* **What you will do**
Write out the listing below exactly, beginning at its first line and ending with the line that contains "use common::*;".

* **Extracted information**

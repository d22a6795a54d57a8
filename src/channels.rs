use crate::prelude::*;

#[derive(Debug, Clone)]
pub struct Channels {
    pub to_mqtt: broadcast::Sender<mqtt::ChannelData>,
}

impl Default for Channels {
    fn default() -> Self {
        Self::new()
    }
}

impl Channels {
    pub fn new() -> Self {
        Self {
            to_mqtt: Self::channel(),
        }
    }

    fn channel<T: Clone>() -> broadcast::Sender<T> {
        broadcast::channel(2048).0
    }
}
mod common;
use common::*;
use solax_bridge::prelude::*;

use solax_bridge::config::Config;
use std::collections::HashMap;

const EXAMPLE: &str = r#"
inverter:
  host: 192.168.1.50
  password: SXXXXXXXXX
  poll_interval: 10

mqtt:
  host: broker.local
  username: solax
  password: hunter2
  homeassistant:
    suggested_area: Roof

loglevel: debug
"#;

fn env(vars: &[(&str, &str)]) -> impl Fn(&str) -> Option<String> {
    let vars: HashMap<String, String> = vars
        .iter()
        .map(|(k, v)| (k.to_string(), v.to_string()))
        .collect();
    move |key: &str| vars.get(key).cloned()
}

fn valid() -> Config {
    let mut config = Config::default();
    config.inverter.host = "192.168.1.50".to_string();
    config.mqtt.host = "broker.local".to_string();
    config
}

#[test]
fn parses_yaml_with_defaults() -> Result<()> {
    let config = Config::from_yaml(EXAMPLE)?;

    assert_eq!(config.inverter.host(), "192.168.1.50");
    assert_eq!(config.inverter.password(), "SXXXXXXXXX");
    assert_eq!(config.inverter.poll_interval(), 10);
    assert_eq!(config.inverter.offline_interval(), 60);
    assert_eq!(config.inverter.timeout(), 5);

    assert_eq!(config.mqtt.host(), "broker.local");
    assert_eq!(config.mqtt.port(), 1883);
    assert_eq!(config.mqtt.username(), &Some("solax".to_string()));
    assert_eq!(config.mqtt.client_id(), "solax-bridge");
    assert_eq!(config.mqtt.homeassistant().prefix(), "homeassistant");
    assert_eq!(config.mqtt.homeassistant().suggested_area(), "Roof");
    assert_eq!(config.loglevel, "debug");

    config.validate()
}

#[test]
fn empty_file_is_all_defaults() -> Result<()> {
    let config = Config::from_yaml("\n")?;

    assert_eq!(config.inverter.host(), "");
    assert_eq!(config.mqtt.port(), 1883);
    assert_eq!(config.loglevel, "info");
    assert!(config.validate().is_err());

    Ok(())
}

#[test]
fn mistyped_values_are_rejected() {
    assert!(Config::from_yaml("mqtt:\n  port: lots\n").is_err());
}

#[test]
fn environment_overrides_file() -> Result<()> {
    let mut config = Config::from_yaml(EXAMPLE)?;

    config.apply_env(env(&[
        ("SOLAX_IP", "10.0.0.7"),
        ("SOLAX_PASSWORD", "other"),
        ("MQTT_IP", "mosquitto"),
        ("MQTT_PORT", "8883"),
        ("MQTT_USERNAME", "bridge"),
        ("TIME_DELAY", " 15 "),
        ("OFFLINE_DELAY", "600"),
    ]))?;

    assert_eq!(config.inverter.host(), "10.0.0.7");
    assert_eq!(config.inverter.password(), "other");
    assert_eq!(config.inverter.poll_interval(), 15);
    assert_eq!(config.inverter.offline_interval(), 600);
    assert_eq!(config.mqtt.host(), "mosquitto");
    assert_eq!(config.mqtt.port(), 8883);
    assert_eq!(config.mqtt.username(), &Some("bridge".to_string()));
    // untouched
    assert_eq!(config.mqtt.password(), &Some("hunter2".to_string()));

    Ok(())
}

#[test]
fn non_numeric_environment_is_an_error() {
    let mut config = valid();

    let err = config.apply_env(env(&[("TIME_DELAY", "soon")])).unwrap_err();
    assert!(err.to_string().contains("TIME_DELAY"));

    assert!(config.apply_env(env(&[("MQTT_PORT", "70000")])).is_err());
}

#[test]
fn validation() {
    assert!(valid().validate().is_ok());

    let mut config = valid();
    config.inverter.host.clear();
    assert!(config.validate().is_err());

    let mut config = valid();
    config.mqtt.host.clear();
    assert!(config.validate().is_err());

    let mut config = valid();
    config.inverter.poll_interval = Some(0);
    assert!(config.validate().is_err());

    let mut config = valid();
    config.inverter.offline_interval = Some(0);
    assert!(config.validate().is_err());

    let mut config = valid();
    config.mqtt.port = 0;
    assert!(config.validate().is_err());

    let mut config = valid();
    config.mqtt.client_id.clear();
    assert!(config.validate().is_err());
}

#[test]
fn loads_from_file() -> Result<()> {
    let mut file = tempfile::NamedTempFile::new()?;
    file.write_all(EXAMPLE.as_bytes())?;

    let config = ConfigWrapper::new(file.path().to_str().unwrap_or_default())?;

    assert_eq!(config.mqtt().host(), "broker.local");
    assert_eq!(config.homeassistant().suggested_area(), "Roof");
    assert_eq!(config.loglevel(), "debug");

    Ok(())
}

#[test]
fn missing_file_needs_environment() {
    common_setup();

    // defaults alone have no hosts
    assert!(Config::new("/nonexistent/solax-bridge.yaml").is_err());
}
pub use anyhow::{anyhow, bail, Error, Result};
pub use log::{debug, error, info, trace, warn};
pub use std::io::Write;
pub use std::str::FromStr;
pub use tokio::sync::broadcast;

pub use crate::{
    channels::Channels,
    config::{self, ConfigWrapper},
    error::DecodeError,
    home_assistant, mqtt,
    options::Options,
    poller, scheduler, sensor,
    sensor::{DerivedValue, MeasurementDescriptor, MeasurementKind, Registry, Section},
    solax,
    solax::payload::RawPayload,
};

* **Result of the task**
repository d22a6795a54d57a8
filename src/channels.rs
use crate::prelude::*;

#[derive(Debug, Clone)]
pub struct Channels {
    pub to_mqtt: broadcast::Sender<mqtt::ChannelData>,
}

impl Default for Channels {
    fn default() -> Self {
        Self::new()
    }
}

impl Channels {
    pub fn new() -> Self {
        Self {
            to_mqtt: Self::channel(),
        }
    }

    fn channel<T: Clone>() -> broadcast::Sender<T> {
        broadcast::channel(2048).0
    }
}
mod common;
use common::*;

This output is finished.